[Community Puzzle] The lost files

https://www.codingame.com/training/medium/the-lost-files

Send your feedback or ask for help here!

Created by @Fluxor,validated by @JBM,@Sceurpien and @TheDarkByte.
If you have any issues, feel free to ping them.

I would have set this one to hard (I know, personal opinion) because if you tackle it without prior graph knowledge it can become quite complex. Nice puzzle otherwise, thanks :+1:

2 Likes

Cool Problem.

So from the description I am assuming the graph’s are planar, however no test cases besides the first one seems to follow Euler’s rule. So how do you calculate the number of faces the graph has without using Eulers rule?

1 Like

I do not want to spoil more here, but I can tell all graphs are planar.
There must be something you are doing wrong (which is probably related to how you handle the oceans…).
And just FYI this problem is solvable without using the rule you mention: comp0zr came up with an elegant BFS/DFS solution to count the faces.

2 Likes

Remember that Euler is for single planes. Consider how continents act as planes, and what the rule actually is counting when you use it.

So I’m able to solve 75% but the last one times out. I think I am using a solution that is probably not great.

I know it has to do with the way I determine how many continents there are. I iterate through the node number list and try find paths to all points. I suppose BFS is more optimal in how it computes paths?

I did solve successfully the puzzle (once I did read the few comment in this discussion, which gave me an clue) and I was willing to compare my solution with other people solution, unfortunately I did write it in swift and nobody did solve the puzzle in swift. I can eventually translate my code in another language ( java or C or C++) which will enable me to access to the code used for this solution,I am just wondering which language was the more used to solve the puzzle …? so that I am sure I will have access to the solution ( especially I’d like to see the BFS/DFS solution that @Fluxor did comment
)

If you look at the solutions page you can see who / how many shared for languages you haven’t used, just not open them to see the actual code.

1 Like

Ooops I did miss this menu
Thanks

Hello, thanks to the help of the comments I learn out about the euler formula. I applied the DFS algorithm to find out the number of connected components and count how many vertices and edges each connected component has. For each connected component I applied the euler formula, subtracting 1 from the result, because the formula counts the external area as a face.

I feel like I missed something here. My solution doesn’t do anything very complex at all, certainly not what I would consider BFS or DFS. I don’t want to give too much away but did anyone else find an alternate solution that is really easy (basically sorting into lists)?

There are two parts in this problem, connected components and number of faces.
I guess you talk about the connected components.
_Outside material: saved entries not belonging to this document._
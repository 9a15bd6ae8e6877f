//! Runtime tests — evaluation, operators, arrays, scopes, calls, errors

use phype::ast::{Node, Operation};
use phype::driver::{interpret, interpret_partial, run_source};
use phype::runtime::{Flow, Interpreter, RuntimeError, Value, ValueKind, GLOBAL_SCOPE};
use phype::Error;
use pretty_assertions::assert_eq;

fn run(script: &str) -> String {
    interpret(&format!("<? {}", script)).unwrap()
}

fn run_err(script: &str) -> RuntimeError {
    match interpret(&format!("<? {}", script)).unwrap_err() {
        Error::Runtime(e) => e,
        other => panic!("expected runtime error, got {}", other),
    }
}

// ── Scenarios ───────────────────────────────────────────────

#[test]
fn while_loop_counts() {
    assert_eq!(run("$i = 0; while ($i < 3) { echo $i; $i = $i+1; }"), "012");
}

#[test]
fn nested_arrays_copy_on_assign() {
    assert_eq!(
        run("$a[0]['d'] = 'x'; $b = $a; $b[0]['d'] = 'y'; echo $a[0]['d']; echo $b[0]['d'];"),
        "xy"
    );
}

#[test]
fn function_redeclared_before_output() {
    let (output, err) = interpret_partial("<? echo 'a'; function f() {} function f() {}");
    assert_eq!(output, "");
    assert_eq!(
        err.unwrap().runtime(),
        Some(&RuntimeError::FunctionRedeclared { name: "f".into() })
    );
}

#[test]
fn undeclared_function() {
    assert_eq!(run_err("nope();"), RuntimeError::FunctionNotFound { name: "nope".into() });
}

#[test]
fn self_reference_reads_prior_value() {
    assert_eq!(run("$a = 1; $a = $a + 1; echo $a;"), "2");
}

// ── Output ──────────────────────────────────────────────────

#[test]
fn inline_text_is_echoed() {
    assert_eq!(interpret("Hello <? echo 'World'; ?>!").unwrap(), "Hello World!");
}

#[test]
fn inline_text_inside_block() {
    assert_eq!(interpret("<? if (1) { ?>yes<? } else { ?>no<? } ?>").unwrap(), "yes");
}

#[test]
fn echo_kinds() {
    assert_eq!(run("echo 1, 'a', 2.5;"), "1a2.5");
    assert_eq!(run("$a[0] = 1; echo $a;"), "Array");
}

#[test]
fn float_literal_without_fraction_prints_as_integer() {
    assert_eq!(run("echo 2.0;"), "2");
}

// ── Operators ───────────────────────────────────────────────

#[test]
fn addition_keeps_integers() {
    assert_eq!(run("echo 1 + 2;"), "3");
    assert_eq!(run("echo '3' + 4;"), "7");
    assert_eq!(run("echo 1 + 1.5;"), "2.5");
}

#[test]
fn other_arithmetic() {
    assert_eq!(run("echo 10 - 15;"), "-5");
    assert_eq!(run("echo 7 / 2;"), "3.5");
    assert_eq!(run("echo 6 / 3;"), "2");
    assert_eq!(run("echo -3 * 2;"), "-6");
    assert_eq!(run("echo 2 + 3 * 4;"), "14");
}

#[test]
fn division_by_zero() {
    assert_eq!(run("echo 1 / 0, ' ', -1 / 0, ' ', 0 / 0;"), "INF -INF NAN");
}

#[test]
fn arithmetic_on_array() {
    assert_eq!(
        run_err("$a[0] = 1; echo $a + 1;"),
        RuntimeError::UnsupportedOperand { op: "+".into(), found: ValueKind::Array }
    );
}

#[test]
fn comparisons() {
    assert_eq!(run("echo 2 > 1, 1 > 2;"), "10");
    assert_eq!(run("echo 2 >= 2, 2 <= 1;"), "10");
    assert_eq!(run("echo '10' < '9';"), "0");
    assert_eq!(run("echo 1.5 > 1;"), "1");
}

#[test]
fn equality_compares_representation() {
    assert_eq!(run("echo 1 == '1';"), "1");
    assert_eq!(run("echo 1 == 1.0;"), "1");
    assert_eq!(run("echo '1' == '01';"), "0");
    assert_eq!(run("echo 'abc' != 'ABC';"), "1");
}

#[test]
fn concatenation() {
    assert_eq!(run("echo 'a' . 1 . 2.5;"), "a12.5");
    assert_eq!(run("$x = 'n=' . 1 + 2; echo $x;"), "n=3");
}

#[test]
fn truthiness() {
    assert_eq!(run("if ('0') echo 'y'; else echo 'n';"), "n");
    assert_eq!(run("if ('') echo 'y'; else echo 'n';"), "n");
    assert_eq!(run("if ('a') echo 'y'; else echo 'n';"), "y");
    assert_eq!(run("if (0.0) echo 'y'; else echo 'n';"), "n");
}

// ── Control flow ────────────────────────────────────────────

#[test]
fn do_while_runs_once() {
    assert_eq!(run("$i = 5; do { echo $i; $i = $i + 1; } while ($i < 3);"), "5");
}

#[test]
fn top_level_return_ends_script() {
    assert_eq!(run("echo 1; return; echo 2;"), "1");
}

#[test]
fn return_from_inside_loop() {
    assert_eq!(
        run("function f() { $i = 0; while (1) { if ($i == 3) { return $i; } $i = $i + 1; } } echo f();"),
        "3"
    );
}

#[test]
fn function_without_return_yields_empty() {
    assert_eq!(run("function f() { } echo 'a' . f() . 'b';"), "ab");
}

#[test]
fn execute_reports_return_flow() {
    let mut interp = Interpreter::new();
    let flow = interp
        .execute(&Node::op(Operation::Return(Some(Node::Integer(3)))))
        .unwrap();
    assert_eq!(flow, Flow::Return(Value::Int(3)));
}

// ── Functions ───────────────────────────────────────────────

#[test]
fn recursion() {
    assert_eq!(
        run("function fact($n) { if ($n < 2) return 1; return $n * fact($n - 1); } echo fact(5);"),
        "120"
    );
    assert_eq!(
        run("function fib($n) { if ($n < 2) return $n; return fib($n-1) + fib($n-2); } echo fib(10);"),
        "55"
    );
}

#[test]
fn recursion_keeps_locals_per_activation() {
    assert_eq!(
        run("function f($n) { $local = $n; if ($n > 0) f($n - 1); echo $local; } f(2);"),
        "012"
    );
}

#[test]
fn arguments_are_evaluated_in_caller_scope() {
    assert_eq!(
        run("function f($n) { if ($n > 0) { $m = $n - 1; return f($m) . $n; } return ''; } echo f(3);"),
        "123"
    );
}

#[test]
fn function_locals_do_not_leak() {
    assert_eq!(
        run_err("function f() { $x = 5; } f(); echo $x;"),
        RuntimeError::VariableNotFound { name: "x".into() }
    );
}

#[test]
fn function_writes_stay_local() {
    assert_eq!(run("$g = 1; function f() { $g = 2; return $g; } echo f(); echo $g;"), "21");
}

#[test]
fn function_reads_fall_back_to_global() {
    assert_eq!(run("$g = 7; function f() { return $g; } echo f();"), "7");
}

#[test]
fn surplus_arguments_are_bound_by_position() {
    assert_eq!(run("function f($a) { return $a; } echo f(1, 2);"), "1");
    assert_eq!(run("function f($a) { $n = '.arg1'; return $$n; } echo f(1, 2);"), "2");
}

#[test]
fn missing_arguments() {
    let err = run_err("function f($a, $b) {} f(1);");
    assert_eq!(
        err,
        RuntimeError::ArgumentCountMismatch { function: "f".into(), expected: 2, found: 1 }
    );
    assert_eq!(err.to_string(), "Function f( ) expecting 2 arguments, but only found 1.");
}

#[test]
fn array_arguments_are_copied() {
    assert_eq!(
        run("function f($x) { $x[0] = 9; return $x[0]; } $a[0] = 1; echo f($a); echo $a[0];"),
        "91"
    );
}

#[test]
fn dynamic_call() {
    assert_eq!(run("function hi() { return 'hi'; } $f = 'hi'; echo $f();"), "hi");
    assert_eq!(
        run_err("$f = 5; $f();"),
        RuntimeError::FunctionNameMustBeString { found: ValueKind::Int }
    );
}

#[test]
fn functions_declared_after_use() {
    assert_eq!(run("echo twice(4); function twice($n) { return $n + $n; }"), "8");
}

// ── Variables ───────────────────────────────────────────────

#[test]
fn undefined_variable() {
    let err = run_err("echo $x;");
    assert_eq!(err.to_string(), "Variable not found: x");
}

#[test]
fn variable_variables() {
    assert_eq!(run("$name = 'x'; $$name = 3; echo $x;"), "3");
    assert_eq!(run("$a = 'b'; $b = 'c'; $c = 'd'; echo $$$a;"), "d");
}

#[test]
fn variable_variable_must_name_a_scalar() {
    assert_eq!(
        run_err("$n[0] = 1; echo $$n;"),
        RuntimeError::VariableNameMustBeString { found: ValueKind::Array }
    );
}

#[test]
fn self_referential_assignment_starts_at_zero() {
    assert_eq!(run("$i = $i + 1; echo $i;"), "1");
    assert_eq!(run("$s = $s . 'a'; echo $s;"), "0a");
}

#[test]
fn assignment_from_other_missing_variable_fails() {
    assert_eq!(run_err("$a = $b;"), RuntimeError::VariableNotFound { name: "b".into() });
}

#[test]
fn cannot_assign_this() {
    assert_eq!(run_err("$this = 1;"), RuntimeError::ThisRedeclaration);
}

#[test]
fn scalar_copy_law() {
    assert_eq!(run("$a = 1; $b = $a; $b = 2; echo $a;"), "1");
    assert_eq!(run("$a[0] = 1; $b = $a; $b[0] = 2; echo $a[0];"), "1");
}

// ── Arrays ──────────────────────────────────────────────────

#[test]
fn nested_array_construction() {
    assert_eq!(run("$a[0][1] = 'v'; echo $a[0][1]; echo $a[0];"), "vArray");
}

#[test]
fn missing_cell_reads_empty() {
    assert_eq!(run("$a[0] = 1; echo 'x' . $a[5] . 'y';"), "xy");
    assert_eq!(run("$a[0][0] = 1; echo 'x' . $a[1][2] . 'y';"), "xy");
}

#[test]
fn keys_are_textual() {
    assert_eq!(run("$a[1] = 'x'; echo $a['1'];"), "x");
}

#[test]
fn fetch_from_scalar() {
    assert_eq!(
        run_err("$s = 1; echo $s[0];"),
        RuntimeError::ExpectedArrayNotFound { name: "s".into() }
    );
}

#[test]
fn fetch_through_scalar_cell() {
    assert_eq!(
        run_err("$a[0] = 'str'; echo $a[0][1];"),
        RuntimeError::ExpectedArrayNotFound { name: "a[0]".into() }
    );
}

#[test]
fn array_write_replaces_scalars() {
    assert_eq!(run("$s = 1; $s[0] = 2; echo $s[0];"), "2");
    assert_eq!(run("$a[0] = 'str'; $a[0][1] = 'x'; echo $a[0][1];"), "x");
}

#[test]
fn invalid_key() {
    assert_eq!(
        run_err("$k[0] = 1; $a[$k] = 2;"),
        RuntimeError::InvalidArrayKey { found: ValueKind::Array }
    );
}

#[test]
fn dynamic_array_name() {
    assert_eq!(run("$n = 'list'; $$n[0] = 'z'; echo $list[0];"), "z");
}

// ── Interpreter state ───────────────────────────────────────

#[test]
fn state_persists_between_runs() {
    let mut interp = Interpreter::new();
    run_source(&mut interp, "<? $a = 1;", "one.php").unwrap();
    run_source(&mut interp, "<? echo $a;", "two.php").unwrap();
    assert_eq!(interp.output(), "1");
}

#[test]
fn reset_clears_everything() {
    let mut interp = Interpreter::new();
    run_source(&mut interp, "<? $a = 1; function f() {} echo 'x';", "one.php").unwrap();
    interp.reset();
    assert_eq!(interp.output(), "");
    assert!(interp.state().resolve("a", Some(GLOBAL_SCOPE)).is_err());
    run_source(&mut interp, "<? function f() {} echo 'ok';", "two.php").unwrap();
    assert_eq!(interp.output(), "ok");
}

#[test]
fn failure_keeps_earlier_output() {
    let (output, err) = interpret_partial("<? echo 'a'; nope(); echo 'b';");
    assert_eq!(output, "a");
    assert!(matches!(err, Some(Error::Runtime(RuntimeError::FunctionNotFound { .. }))));
}

#[test]
fn parse_errors_are_distinguished() {
    assert!(matches!(interpret("<? echo ;"), Err(Error::Parse(_))));
    assert!(matches!(interpret("<? 'open"), Err(Error::Lex(_))));
}
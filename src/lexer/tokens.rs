use std::fmt;

#[derive(Debug, Clone, Copy, PartialEq, Eq, Hash)]
pub enum TokenType {
    // Script structure
    InlineHtml,
    OpenTag,
    CloseTag,
    Eof,

    // Literals
    StringLit,
    Integer,
    Float,

    // Names
    Variable,
    Identifier,

    // Punctuation
    LBrace,
    RBrace,
    LParen,
    RParen,
    LBracket,
    RBracket,
    Semicolon,
    Comma,
    Dot,
    Arrow,
    Assign,

    // Comparison / arithmetic
    Equals,
    NotEquals,
    LessThan,
    LessEqual,
    GreaterThan,
    GreaterEqual,
    Plus,
    Minus,
    Star,
    Slash,

    // Keywords — control flow
    If,
    Else,
    While,
    Do,
    Echo,
    Return,

    // Keywords — declarations
    Function,
    Class,
    New,
    Public,
    Protected,
    Private,
    Var,
}

impl TokenType {
    pub fn is_modifier(&self) -> bool {
        matches!(
            self,
            TokenType::Public | TokenType::Protected | TokenType::Private | TokenType::Var
        )
    }
}

/// Look up a keyword (case-insensitively) and return its TokenType, or None
/// if it's a plain identifier.
pub fn keyword_type(word: &str) -> Option<TokenType> {
    match word.to_ascii_lowercase().as_str() {
        "if" => Some(TokenType::If),
        "else" => Some(TokenType::Else),
        "while" => Some(TokenType::While),
        "do" => Some(TokenType::Do),
        "echo" => Some(TokenType::Echo),
        "return" => Some(TokenType::Return),
        "function" => Some(TokenType::Function),
        "class" => Some(TokenType::Class),
        "new" => Some(TokenType::New),
        "public" => Some(TokenType::Public),
        "protected" => Some(TokenType::Protected),
        "private" => Some(TokenType::Private),
        "var" => Some(TokenType::Var),
        _ => None,
    }
}

#[derive(Debug, Clone)]
pub struct Token {
    pub token_type: TokenType,
    pub value: String,
    pub line: usize,
    pub column: usize,
    pub file: String,
}

impl fmt::Display for Token {
    fn fmt(&self, f: &mut fmt::Formatter<'_>) -> fmt::Result {
        match self.token_type {
            TokenType::OpenTag | TokenType::CloseTag | TokenType::Eof => {
                write!(f, "Token({:?}, {}:{})", self.token_type, self.line, self.column)
            }
            _ => {
                write!(
                    f,
                    "Token({:?}, {:?}, {}:{})",
                    self.token_type, self.value, self.line, self.column
                )
            }
        }
    }
}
I don’t know, you have to traverse your graph somehow, usually you launch a traversal, BFS or DFS from every non visited vertex, you count how many explorations you actually did and that’s it.
A DFS is something really simple so maybe you do a DFS without realizing.

I don’t know exactly what you sort and how but I suppose you have to iterate on your list at some point and it might just be equivalent to launching traversals in your graph.

There are other methods to find connected components on the fly with union-find (it’s basically building a forest) but it’s not needed here.

1 Like

Why does one need DFS/BFS to calculate the number of connections ? And how does one applies the euler formula for each connected component ??? Sometimes it sucks not to be able to learn from the solutions already present (((

Interesting way to get introduced to graphs. I don’t deal with them much, and I ended up doing a brute force approach.

DFS/BFS is used to detect the connected components.
Once you get this, you have to gather the vertices and the edges for each component, then apply the Euler formula : Vertices_count - Edges_count + Faces_count = 2 if you take into account the outside polygon else 1.